而且他穿衣服前也没擦干,水珠浸透布料,全部贴在他身上。
穿和不穿也没多大区别了。
萧野自然是没给他扣,看着他的样子问:“难受了?”
“嗯。”路臻顶着一头湿漉漉的头发直接磕上萧野胸膛,毫无戒备地向他露出自己最脆弱的后颈,说:“你帮我。”
萧野没多说什么,嗯了声,下一秒手抬着路臻的下巴将他的头往旁边转过去,推着他整个人翻身,将他困在墙壁和怀抱中间,低头咬上他腺体的位置。
路臻哼了声,踩在地板上的脚趾全部蜷缩起来。
临时标记萧野很熟练了,路臻也不是第一次,但刺激之下依然想逃。
萧野的手扣紧他的腰,因为衣服没扣所以温热的手掌直接贴在腰腹的皮肤上,另一只手扣着路臻的下巴。
路臻完全动不了,脖子向后仰,露出个动人心魄的角度和姿势。
标记完整个人就软了,被萧野打横抱起放到了床上。
水珠没干透,将黑色被子洇出点点深色痕迹。
路臻无知无觉,在床上滚了两转睡下。
这次发情期的不同就在于路臻能清楚感觉到临时标记的作用并不大,像是岩浆依然在翻滚沸腾,只是暂时被压制,不知道哪一刻就得爆发。

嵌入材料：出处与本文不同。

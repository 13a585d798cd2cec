//! Shared domain types.
//!
//! Raw input (`Cell`, `Table`) stays loosely typed; everything after the
//! rating extractor works on `RatingSeries`, whose invariant is checked once.

use std::fmt;
use std::path::PathBuf;

use clap::ValueEnum;
use serde::Serialize;

/// Lowest rating accepted into a [`RatingSeries`].
pub const RATING_MIN: f64 = 0.0;
/// Highest rating accepted into a [`RatingSeries`].
pub const RATING_MAX: f64 = 10.0;

/// One raw value read from a CSV or spreadsheet cell.
///
/// CSV cells are always `Text` (or `Empty`); spreadsheet cells keep the type
/// the workbook stored.
#[derive(Debug, Clone, PartialEq)]
pub enum Cell {
    Empty,
    Text(String),
    Number(f64),
    Bool(bool),
}

impl fmt::Display for Cell {
    fn fmt(&self, f: &mut fmt::Formatter<'_>) -> fmt::Result {
        match self {
            Cell::Empty => Ok(()),
            Cell::Text(s) => f.write_str(s),
            Cell::Number(v) => write!(f, "{v}"),
            Cell::Bool(b) => write!(f, "{b}"),
        }
    }
}

/// A loaded table: ordered, unique header names plus rows of cells.
///
/// Rows may be ragged; a missing trailing cell reads as [`Cell::Empty`].
#[derive(Debug, Clone, Default, PartialEq)]
pub struct Table {
    pub columns: Vec<String>,
    pub rows: Vec<Vec<Cell>>,
}

impl Table {
    pub fn new(columns: Vec<String>, rows: Vec<Vec<Cell>>) -> Self {
        Self { columns, rows }
    }

    /// Position of `name` among the headers (exact, case-sensitive).
    pub fn column_position(&self, name: &str) -> Option<usize> {
        self.columns.iter().position(|c| c == name)
    }

    /// All cells of column `idx`, top to bottom.
    pub fn column_cells(&self, idx: usize) -> impl Iterator<Item = &Cell> + '_ {
        const EMPTY: &Cell = &Cell::Empty;
        self.rows.iter().map(move |row| row.get(idx).unwrap_or(EMPTY))
    }
}

/// NPS classification bucket.
#[derive(Debug, Clone, Copy, PartialEq, Eq, Hash, Serialize)]
#[serde(rename_all = "lowercase")]
pub enum Bucket {
    Promoter,
    Passive,
    Detractor,
}

impl Bucket {
    pub const ALL: [Bucket; 3] = [Bucket::Promoter, Bucket::Passive, Bucket::Detractor];

    /// Classify a rating in `[0, 10]`.
    ///
    /// Integer ratings follow the usual 9-10 / 7-8 / 0-6 split. Fractional
    /// ratings fall to the lower bucket until they reach the next threshold
    /// (8.5 is a passive, 6.5 a detractor), so every rating lands in exactly
    /// one bucket.
    pub fn classify(rating: f64) -> Bucket {
        if rating >= 9.0 {
            Bucket::Promoter
        } else if rating >= 7.0 {
            Bucket::Passive
        } else {
            Bucket::Detractor
        }
    }

    pub fn display_name(self) -> &'static str {
        match self {
            Bucket::Promoter => "Promoters",
            Bucket::Passive => "Passives",
            Bucket::Detractor => "Detractors",
        }
    }

    /// Inclusive integer range label used in reports.
    pub fn range_label(self) -> &'static str {
        match self {
            Bucket::Promoter => "9-10",
            Bucket::Passive => "7-8",
            Bucket::Detractor => "0-6",
        }
    }
}

/// Whether a rating column reads as whole numbers or as floats.
///
/// A column is `Float` as soon as one cell is fractional, written as a float
/// (`9.0`), or not a number at all. Min/max print as `9` or `9.0` accordingly.
#[derive(Debug, Clone, Copy, PartialEq, Eq, Serialize)]
#[serde(rename_all = "lowercase")]
pub enum NumberForm {
    Integer,
    Float,
}

impl NumberForm {
    /// `Integer` only if every value is a whole number.
    pub fn of_values(values: &[f64]) -> Self {
        if values.iter().all(|v| v.fract() == 0.0) {
            NumberForm::Integer
        } else {
            NumberForm::Float
        }
    }
}

/// Validated ratings: non-empty, every value finite and within `[0, 10]`.
///
/// Only the rating extractor builds these, so downstream stages can rely on
/// the invariant without re-checking.
#[derive(Debug, Clone, PartialEq)]
pub struct RatingSeries {
    values: Vec<f64>,
    form: NumberForm,
}

impl RatingSeries {
    /// Wrap values that already passed coercion and range filtering.
    ///
    /// Returns `None` if `values` is empty or any value is outside `[0, 10]`.
    /// The form is inferred from the values themselves.
    pub(crate) fn from_validated(values: Vec<f64>) -> Option<Self> {
        if values.is_empty() || !values.iter().all(|v| is_in_range(*v)) {
            return None;
        }
        let form = NumberForm::of_values(&values);
        Some(Self { values, form })
    }

    /// Override the inferred form with the one of the source column.
    pub(crate) fn with_form(mut self, form: NumberForm) -> Self {
        self.form = form;
        self
    }

    pub fn values(&self) -> &[f64] {
        &self.values
    }

    pub fn form(&self) -> NumberForm {
        self.form
    }

    pub fn len(&self) -> usize {
        self.values.len()
    }

    /// Always `false`; kept for API symmetry with `len`.
    pub fn is_empty(&self) -> bool {
        self.values.is_empty()
    }
}

/// `true` if `v` is a usable rating.
pub fn is_in_range(v: f64) -> bool {
    (RATING_MIN..=RATING_MAX).contains(&v)
}

/// How the rating distribution is drawn after the report.
#[derive(Debug, Clone, Copy, PartialEq, Eq, ValueEnum)]
pub enum ChartMode {
    /// Full-screen terminal window, dismissed with q/Esc/Enter.
    Window,
    /// Plain-text histogram on stdout.
    Ascii,
    /// No chart.
    None,
}

/// Resolved, validated inputs for one run.
#[derive(Debug, Clone)]
pub struct RunConfig {
    pub file_path: PathBuf,
    pub column: String,
    pub chart: ChartMode,
    pub export_json: Option<PathBuf>,
}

事实上,萧野冲完澡出来不到半小时,刚睡着没多大会儿的路臻就醒了。
海里并不能明确察觉是白天还是黑夜。
距离临时标记不过一个小时,路臻就像是刚从水里捞起来一样。萧野刚坐到床边,路臻就循着冷杉气息贴上来。
他半梦半醒,似梦非幻。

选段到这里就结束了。